The tree focusing on the vertebrate KCNA genes was reconstructed with the ML (Figure 3) and Bayesian inference methods (Additional file 3, Figure S3). This analysis included six sea lamprey KCNA genes and complete or nearly complete sets of KCNA sequences of three tetrapods (human, chicken and frog), one non-teleost actinopterygian fish (Florida gar), and one cartilaginous fish (elephant shark), and employed sea urchin and sea squirt homologs as an outgroup (Figure 3). The sea lamprey PmKCNAν was excluded because of its extremely divergent sequence among the deuterostome KCNA genes (Additional file 2, Figure S2). Maximum-likelihood and Bayesian inference supported tree topologies similar to that of a previous study, in terms of relationships between gnathostome KCNA subgroups [17]. In this tree, monophylies of all individual gnathostome KCNA subgroups (KCNA1-7 and 10) were strongly supported (BP: 67-99; PP: 0.91-1.00). However, instead of grouping KCNA5 and -10, which was suggested by the previously proposed evolutionary history of the KCNA clusters [17], a sister group relationship between KCNA10 and KCNA1-6 was supported by the ML tree (Figure 3). This might be due to the accelerated evolution of KCNA10 after the split between KCNA5 and -10[17] and shorter alignment [203 amino acid sites (aa)] used in this analysis than in the previous one (364 aa) [17].

Figure 3
figure 3

Maximum-likelihood tree of KCNA genes rooted by invertebrate sequences. 203 amino acid sites were employed in this analysis. Statistical support values for nodes with branches leading to sea lamprey and elephant shark genes are shown with ML bootstrap values left to the slash and posterior probabilities right to the slash. "-" indicates inconsistent tree topologies between Maximum-likelihood tree and Bayesian tree.

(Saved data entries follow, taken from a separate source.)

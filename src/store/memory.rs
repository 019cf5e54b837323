use async_trait::async_trait;
use chrono::Utc;
use dashmap::mapref::entry::Entry;
use dashmap::DashMap;
use uuid::Uuid;

use crate::models::claim::Claim;
use crate::models::delivery::{Delivery, DeliveryStatus};
use crate::models::inventory::InventoryItem;
use crate::models::order::{Order, OrderStatus};
use crate::models::tracking::{AuditEntry, ColdChainAlert, LocationSample};
use crate::store::{
    DeliveryChange, DeliveryGuard, InventoryGuard, OrderGuard, Store, StoreError, StoreStats,
};

/// In-process tables backed by `DashMap`.
///
/// Row locks are always taken orders first, then deliveries, so the two
/// multi-row operations cannot deadlock each other.
#[derive(Default)]
pub struct MemoryStore {
    orders: DashMap<Uuid, Order>,
    deliveries: DashMap<Uuid, Delivery>,
    delivery_by_order: DashMap<Uuid, Uuid>,
    claims: DashMap<Uuid, Claim>,
    claim_by_delivery: DashMap<Uuid, Uuid>,
    alerts: DashMap<Uuid, ColdChainAlert>,
    locations: DashMap<Uuid, LocationSample>,
    audit: DashMap<Uuid, AuditEntry>,
    inventory: DashMap<Uuid, InventoryItem>,
}

impl MemoryStore {
    pub fn new() -> Self {
        Self::default()
    }

    pub fn audit_entries(&self) -> Vec<AuditEntry> {
        let mut entries: Vec<AuditEntry> =
            self.audit.iter().map(|entry| entry.value().clone()).collect();
        entries.sort_by_key(|entry| entry.recorded_at);
        entries
    }

    pub fn location_samples(&self, driver_id: &str) -> Vec<LocationSample> {
        let mut samples: Vec<LocationSample> = self
            .locations
            .iter()
            .filter(|entry| entry.value().driver_id == driver_id)
            .map(|entry| entry.value().clone())
            .collect();
        samples.sort_by_key(|sample| sample.recorded_at);
        samples
    }
}

#[async_trait]
impl Store for MemoryStore {
    async fn insert_order(&self, order: Order) -> Result<(), StoreError> {
        self.orders.insert(order.id, order);
        Ok(())
    }

    async fn get_order(&self, id: Uuid) -> Result<Option<Order>, StoreError> {
        Ok(self.orders.get(&id).map(|entry| entry.value().clone()))
    }

    async fn list_orders(
        &self,
        pharmacy_id: &str,
        status: Option<OrderStatus>,
    ) -> Result<Vec<Order>, StoreError> {
        let mut orders: Vec<Order> = self
            .orders
            .iter()
            .filter(|entry| {
                let order = entry.value();
                order.pharmacy_id == pharmacy_id && status.is_none_or(|s| s == order.status)
            })
            .map(|entry| entry.value().clone())
            .collect();
        orders.sort_by_key(|order| order.created_at);
        Ok(orders)
    }

    async fn list_patient_orders(&self, patient_id: &str) -> Result<Vec<Order>, StoreError> {
        let mut orders: Vec<Order> = self
            .orders
            .iter()
            .filter(|entry| entry.value().patient_id.as_deref() == Some(patient_id))
            .map(|entry| entry.value().clone())
            .collect();
        orders.sort_by_key(|order| order.created_at);
        Ok(orders)
    }

    async fn update_order_status(
        &self,
        guard: &OrderGuard,
        to: OrderStatus,
        amount_paid: Option<f64>,
    ) -> Result<Option<Order>, StoreError> {
        let Some(mut order) = self.orders.get_mut(&guard.id) else {
            return Ok(None);
        };
        if !guard.matches(&order) {
            return Ok(None);
        }

        order.status = to;
        if amount_paid.is_some() {
            order.amount_paid = amount_paid;
        }
        order.updated_at = Utc::now();
        Ok(Some(order.clone()))
    }

    async fn dispatch_order(
        &self,
        guard: &OrderGuard,
        delivery: Delivery,
    ) -> Result<Option<(Order, Delivery)>, StoreError> {
        let Some(mut order) = self.orders.get_mut(&guard.id) else {
            return Ok(None);
        };
        if !guard.matches(&order) || self.delivery_by_order.contains_key(&order.id) {
            return Ok(None);
        }

        order.status = OrderStatus::OutForDelivery;
        order.updated_at = Utc::now();
        self.delivery_by_order.insert(order.id, delivery.id);
        self.deliveries.insert(delivery.id, delivery.clone());

        Ok(Some((order.clone(), delivery)))
    }

    async fn get_delivery(&self, id: Uuid) -> Result<Option<Delivery>, StoreError> {
        Ok(self.deliveries.get(&id).map(|entry| entry.value().clone()))
    }

    async fn delivery_for_order(&self, order_id: Uuid) -> Result<Option<Delivery>, StoreError> {
        let Some(delivery_id) = self.delivery_by_order.get(&order_id).map(|entry| *entry.value())
        else {
            return Ok(None);
        };
        self.get_delivery(delivery_id).await
    }

    async fn list_driver_deliveries(&self, driver_id: &str) -> Result<Vec<Delivery>, StoreError> {
        let mut deliveries: Vec<Delivery> = self
            .deliveries
            .iter()
            .filter(|entry| {
                let delivery = entry.value();
                delivery.driver_id == driver_id && delivery.status != DeliveryStatus::Delivered
            })
            .map(|entry| entry.value().clone())
            .collect();
        deliveries.sort_by_key(|delivery| delivery.scheduled_at);
        Ok(deliveries)
    }

    async fn update_delivery(
        &self,
        guard: &DeliveryGuard,
        change: DeliveryChange,
    ) -> Result<Option<(Order, Delivery)>, StoreError> {
        let Some(order_id) = self.deliveries.get(&guard.id).map(|entry| entry.order_id) else {
            return Ok(None);
        };
        let Some(mut order) = self.orders.get_mut(&order_id) else {
            return Ok(None);
        };
        let Some(mut delivery) = self.deliveries.get_mut(&guard.id) else {
            return Ok(None);
        };
        if !guard.matches(&delivery) {
            return Ok(None);
        }
        if let Some((from, _)) = change.order_status {
            if order.status != from {
                return Ok(None);
            }
        }

        let now = Utc::now();
        if let Some((_, to)) = change.order_status {
            order.status = to;
            order.updated_at = now;
        }

        delivery.status = change.status;
        if let Some(reading) = change.temperature {
            delivery.temperature_max = Some(match delivery.temperature_max {
                Some(stored) => stored.max(reading),
                None => reading,
            });
        }
        if let Some(sample) = change.location {
            delivery.last_location = Some(sample.location);
            self.locations.insert(sample.id, sample);
        }
        if change.delivered_at.is_some() {
            delivery.delivered_at = change.delivered_at;
        }
        if let Some(alert) = change.alert {
            self.alerts.insert(alert.id, alert);
        }

        Ok(Some((order.clone(), delivery.clone())))
    }

    async fn insert_claim(&self, claim: Claim) -> Result<bool, StoreError> {
        match self.claim_by_delivery.entry(claim.delivery_id) {
            Entry::Occupied(_) => Ok(false),
            Entry::Vacant(slot) => {
                slot.insert(claim.id);
                self.claims.insert(claim.id, claim);
                Ok(true)
            }
        }
    }

    async fn claim_for_delivery(&self, delivery_id: Uuid) -> Result<Option<Claim>, StoreError> {
        let Some(claim_id) = self.claim_by_delivery.get(&delivery_id).map(|entry| *entry.value())
        else {
            return Ok(None);
        };
        Ok(self.claims.get(&claim_id).map(|entry| entry.value().clone()))
    }

    async fn alerts_for_delivery(&self, delivery_id: Uuid) -> Result<Vec<ColdChainAlert>, StoreError> {
        let mut alerts: Vec<ColdChainAlert> = self
            .alerts
            .iter()
            .filter(|entry| entry.value().delivery_id == delivery_id)
            .map(|entry| entry.value().clone())
            .collect();
        alerts.sort_by_key(|alert| alert.recorded_at);
        Ok(alerts)
    }

    async fn insert_inventory_item(&self, item: InventoryItem) -> Result<(), StoreError> {
        self.inventory.insert(item.id, item);
        Ok(())
    }

    async fn list_inventory(&self, pharmacy_id: &str) -> Result<Vec<InventoryItem>, StoreError> {
        let mut items: Vec<InventoryItem> = self
            .inventory
            .iter()
            .filter(|entry| entry.value().pharmacy_id == pharmacy_id)
            .map(|entry| entry.value().clone())
            .collect();
        items.sort_by(|a, b| a.name.cmp(&b.name));
        Ok(items)
    }

    async fn update_stock(
        &self,
        guard: &InventoryGuard,
        quantity: u32,
    ) -> Result<Option<InventoryItem>, StoreError> {
        let Some(mut item) = self.inventory.get_mut(&guard.id) else {
            return Ok(None);
        };
        if item.pharmacy_id != guard.pharmacy_id {
            return Ok(None);
        }

        item.quantity = quantity;
        item.last_updated = Utc::now();
        Ok(Some(item.clone()))
    }

    async fn append_audit(&self, entry: AuditEntry) -> Result<(), StoreError> {
        self.audit.insert(entry.id, entry);
        Ok(())
    }

    async fn stats(&self) -> Result<StoreStats, StoreError> {
        Ok(StoreStats {
            orders: self.orders.len(),
            deliveries: self.deliveries.len(),
            claims: self.claims.len(),
        })
    }
}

All elephant shark KCNA genes were relatively robustly placed in the phylogenetic trees (Figure 3), in accordance with its phylogenetic position in the species tree. In contrast, none of the sea lamprey KCNA genes was unambiguously assigned to any of the jawed vertebrate KCNA subgroups (Figure 3). Although sister relationships between PmKCNAα/β and KCNA10 as well as between PmKCNAδ/ε/ζ and KCNA4 were recovered by both methods, statistical support for these relationships were not high (BP: 11~59; PP: 0.39~0.97). Maximum-likelihood and Bayesian inference methods with different models, e.g, JTT+Γ4, JTT+I+Γ4+F and LG+I+Γ4, LG+I+Γ4+F produced similar results (data not shown).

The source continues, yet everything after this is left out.